After thread A is executed, thread B must be grabbed, even if AC is grabbed, it has to wait infinitely.
.....
Bricks:
public class Zhuan { int num ; }
Brickyard:
public class ZhuanCang implements Runnable{ Zhuan z; public ZhuanCang(Zhuan z) { this.z = z; } @Override public void run() { while (true) { synchronized (z) { while (z.num % 3 != 0) {//So instead of using the while statement, when awakened, if the lock is snatched, it will still be judged. //If (z. num% 3!= 1) {If the if structure is used, when the thread is waked up, it is executed directly backwards, which can not achieve the desired effect. try { z.wait(); } catch (InterruptedException e) { e.printStackTrace(); } // } } System.out.println("In brickmaking"); try { Thread.sleep(200); } catch (InterruptedException e) { e.printStackTrace(); } System.out.println("Bricks have been made.,Brickmen come and move"); z.num++; z.notifyAll(); } } } }
Brick movers:
public class BanZhuanGong implements Runnable{ Zhuan z; public BanZhuanGong(Zhuan z) { this.z = z; } @Override public void run() { while (true) { synchronized (z){ while (z.num % 3 != 1) {//So instead of using the while statement, when awakened, if the lock is snatched, it will still be judged. //If (z. num% 3!= 1) {If the if structure is used, when the thread is waked up, it is executed directly backwards, which can not achieve the desired effect. try { z.wait(); } catch (InterruptedException e) { e.printStackTrace(); } // } } z.notifyAll(); System.out.println("Moving bricks,Moving bricks,Moving bricks"); try { Thread.sleep(200); } catch (InterruptedException e) { e.printStackTrace(); } System.out.println("The bricks have been removed.,rest"); z.num++; } } } }
Architect:
public class JianZuShi implements Runnable { Zhuan z; public JianZuShi(Zhuan z) { this.z = z; } @Override public void run() { while (true) { synchronized (z) { while (z.num % 3 != 2){//So instead of using the while statement, when awakened, if the lock is snatched, it will still be judged. //If (z. num% 3!= 1) {If the if structure is used, when the thread is waked up, it is executed directly backwards, which can not achieve the desired effect. try { z.wait(); } catch (InterruptedException e) { e.printStackTrace(); } // } } System.out.println("Building a house"); try { Thread.sleep(200); } catch (InterruptedException e) { e.printStackTrace(); } System.out.println("No bricks,rest,Wait till the bricklayers move the bricks"); z.num++; z.notifyAll(); } } } }
Test class:
public class Test { public static void main(String[] args) { Zhuan z = new Zhuan(); ZhuanCang zc = new ZhuanCang(z); BanZhuanGong bzg = new BanZhuanGong(z); JianZuShi jzs = new JianZuShi(z); Thread t1 = new Thread(zc); Thread t2 = new Thread(bzg); Thread t3 = new Thread(jzs); t1.start(); t2.start(); t3.start(); } }
Operation results:
In brickmaking Bricks are ready.
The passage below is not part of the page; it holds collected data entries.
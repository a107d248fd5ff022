//! Packet enrichment through the console poll loop: handler events patch the
//! packets they belong to, in memory and in the packet log.

mod common;

use std::convert::Infallible;

use meshcore_console::meshcore::enrich::{Enricher, PacketPatch, PacketPatchSink, PeerLookup};
use meshcore_console::meshcore::events::{ContactAdvert, HandlerMessage, MeshEvent, RawPacketRecord};
use meshcore_console::meshcore::PacketRecord;

#[derive(Default)]
struct CountingSink {
    calls: Vec<(String, PacketPatch)>,
}

impl PacketPatchSink for CountingSink {
    type Error = Infallible;

    fn update_by_hash(&mut self, packet_hash: &str, patch: &PacketPatch) -> Result<usize, Infallible> {
        self.calls.push((packet_hash.to_string(), patch.clone()));
        Ok(1)
    }
}

fn ops_message(hash: &str) -> HandlerMessage {
    HandlerMessage {
        message_id: Some(format!("msg-{}", hash)),
        sender_name: Some("Bob".into()),
        channel_name: Some("ops".into()),
        message_text: Some("hi".into()),
        packet_hash: Some(hash.into()),
        ..Default::default()
    }
}

#[test]
fn group_packet_is_patched_once_across_batches() {
    let mut enricher = Enricher::default();
    let mut sink = CountingSink::default();
    let lookup = PeerLookup::default();

    let mut first = vec![MeshEvent::Packet(common::group_packet("C0FFEE0000000001"))];
    enricher.enrich_batch(&mut first, &lookup, &mut sink);
    assert_eq!(enricher.pending_group(), 1);
    assert!(sink.calls.is_empty());

    let mut second = vec![MeshEvent::ChannelMessageNew(ops_message("C0FFEE0000000001"))];
    enricher.enrich_batch(&mut second, &lookup, &mut sink);

    assert_eq!(sink.calls.len(), 1);
    let (hash, patch) = &sink.calls[0];
    assert_eq!(hash, "C0FFEE0000000001");
    assert_eq!(patch.sender_name.as_deref(), Some("Bob"));
    assert_eq!(patch.channel_name.as_deref(), Some("ops"));
    assert_eq!(patch.payload_text.as_deref(), Some("hi"));
    assert_eq!(enricher.pending_group(), 0);
}

#[test]
fn queue_keeps_only_newest_entries() {
    let mut enricher = Enricher::new(2);
    let mut sink = CountingSink::default();
    let mut batch: Vec<MeshEvent> = ["01", "02", "03"]
        .iter()
        .map(|h| MeshEvent::Packet(common::group_packet(h)))
        .collect();
    enricher.enrich_batch(&mut batch, &PeerLookup::default(), &mut sink);
    assert_eq!(enricher.pending_group(), 2);

    let mut next = vec![MeshEvent::ChannelMessageNew(ops_message("02"))];
    enricher.enrich_batch(&mut next, &PeerLookup::default(), &mut sink);
    assert_eq!(sink.calls[0].0, "02");
}

#[test]
fn console_patches_history_and_packet_log() {
    let dir = tempfile::tempdir().unwrap();
    let (mut console, handle) = common::mock_console(&dir);

    let packet = common::group_packet("ABCDEF0123456789");
    handle.push_event(MeshEvent::Packet(packet.clone()));
    handle.push_event(MeshEvent::RawPacket(RawPacketRecord::new(packet, &[0x15, 0x00])));
    console.poll_events(50);
    assert_eq!(console.stored_packet_count(), 2);

    handle.push_event(MeshEvent::ChannelMessageNew(ops_message("ABCDEF0123456789")));
    console.poll_events(50);

    for stored in console.list_stored_packets(10).unwrap() {
        let record = stored.event.packet_record().unwrap();
        assert_eq!(record.channel_name.as_deref(), Some("ops"));
        assert_eq!(record.sender_name.as_deref(), Some("Bob"));
        assert_eq!(record.payload_text.as_deref(), Some("hi"));
    }
    let recent = console.list_recent_events(10);
    let patched = recent[0].packet_record().unwrap();
    assert_eq!(patched.channel_name.as_deref(), Some("ops"));

    // the handler event itself was applied to state once
    let messages = console.list_messages_for_channel("ops", 10);
    assert_eq!(messages.len(), 1);
    assert_eq!(messages[0].body, "hi");
}

#[test]
fn same_batch_correlation_is_deterministic() {
    let dir = tempfile::tempdir().unwrap();
    let (mut console, handle) = common::mock_console(&dir);
    handle.push_event(MeshEvent::Packet(common::group_packet("1111222233334444")));
    handle.push_event(MeshEvent::ChannelMessageNew(ops_message("1111222233334444")));

    let events = console.poll_events(50);
    let record = events[0].packet_record().unwrap();
    assert_eq!(record.channel_name.as_deref(), Some("ops"));
    assert_eq!(record.payload_text.as_deref(), Some("hi"));
    let stored = console.list_stored_packets(1).unwrap();
    assert_eq!(
        stored[0].event.packet_record().unwrap().sender_name.as_deref(),
        Some("Bob")
    );
}

#[test]
fn known_peer_names_fill_packets_as_they_arrive() {
    let dir = tempfile::tempdir().unwrap();
    let (mut console, handle) = common::mock_console(&dir);
    handle.push_event(MeshEvent::ContactNew(ContactAdvert {
        advert_name: Some("Relay".into()),
        sender_pubkey: Some("9f".repeat(32)),
        ..Default::default()
    }));
    console.poll_events(50);

    handle.push_event(MeshEvent::Packet(PacketRecord {
        payload_type: 3,
        payload_type_name: "ACK".into(),
        sender_id: Some("9f".repeat(8)),
        packet_hash: Some("AAAABBBBCCCCDDDD".into()),
        ..Default::default()
    }));
    let events = console.poll_events(50);
    assert_eq!(events[0].packet_record().unwrap().sender_name.as_deref(), Some("Relay"));
}
//! Link quality helpers shared by peer ingestion and status output.

/// Map RSSI (dBm) onto 0..=100. -120 dBm and below is 0, -40 dBm and above is 100.
pub fn rssi_to_signal_percent(rssi: i32) -> u8 {
    let pct = (rssi + 120) * 100;
    pct.div_euclid(80).clamp(0, 100) as u8
}

pub fn snr_to_quality(snr: f32) -> &'static str {
    if snr >= 10.0 {
        "Excellent"
    } else if snr >= 5.0 {
        "Good"
    } else if snr >= 0.0 {
        "Fair"
    } else if snr >= -5.0 {
        "Poor"
    } else {
        "Very Poor"
    }
}

pub fn format_snr(snr: Option<f32>) -> String {
    match snr {
        Some(v) => format!("{:.1} dB ({})", v, snr_to_quality(v)),
        None => "--".to_string(),
    }
}

pub fn format_rssi(rssi: Option<i32>) -> String {
    match rssi {
        Some(v) => format!("{} dBm", v),
        None => "--".to_string(),
    }
}

#[cfg(test)]
mod tests {
    use super::*;

    #[test]
    fn rssi_scale_is_clamped() {
        assert_eq!(rssi_to_signal_percent(-130), 0);
        assert_eq!(rssi_to_signal_percent(-120), 0);
        assert_eq!(rssi_to_signal_percent(-80), 50);
        assert_eq!(rssi_to_signal_percent(-41), 98);
        assert_eq!(rssi_to_signal_percent(-10), 100);
    }

    #[test]
    fn snr_buckets() {
        assert_eq!(snr_to_quality(12.0), "Excellent");
        assert_eq!(snr_to_quality(5.0), "Good");
        assert_eq!(snr_to_quality(-0.5), "Poor");
        assert_eq!(snr_to_quality(-9.0), "Very Poor");
        assert_eq!(format_snr(Some(7.3)), "7.3 dB (Good)");
        assert_eq!(format_rssi(None), "--");
    }
}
Brickmen are coming to move them. Brick removal, brick removal, brick removal When the bricks have been moved, take a rest. Building a house No bricks, rest, wait tiller to move bricks In brickmaking Bricks are ready. Brickmen are coming to move them. Brick removal, brick removal, brick removal When the bricks have been moved, take a rest. Building a house No bricks, rest, wait tiller to move bricks
Summary:
1. The lock objects calling wait() and notfiy() and notifyAll() methods should be consistent
2. Thread scheduling is preemptive scheduling
3. When a thread enters an infinite wait, it will not preempt lock objects and cpu resources.
4. If a thread is awakened from an infinite waiting state, it will continue to execute from an infinite waiting position when the lock object is grabbed.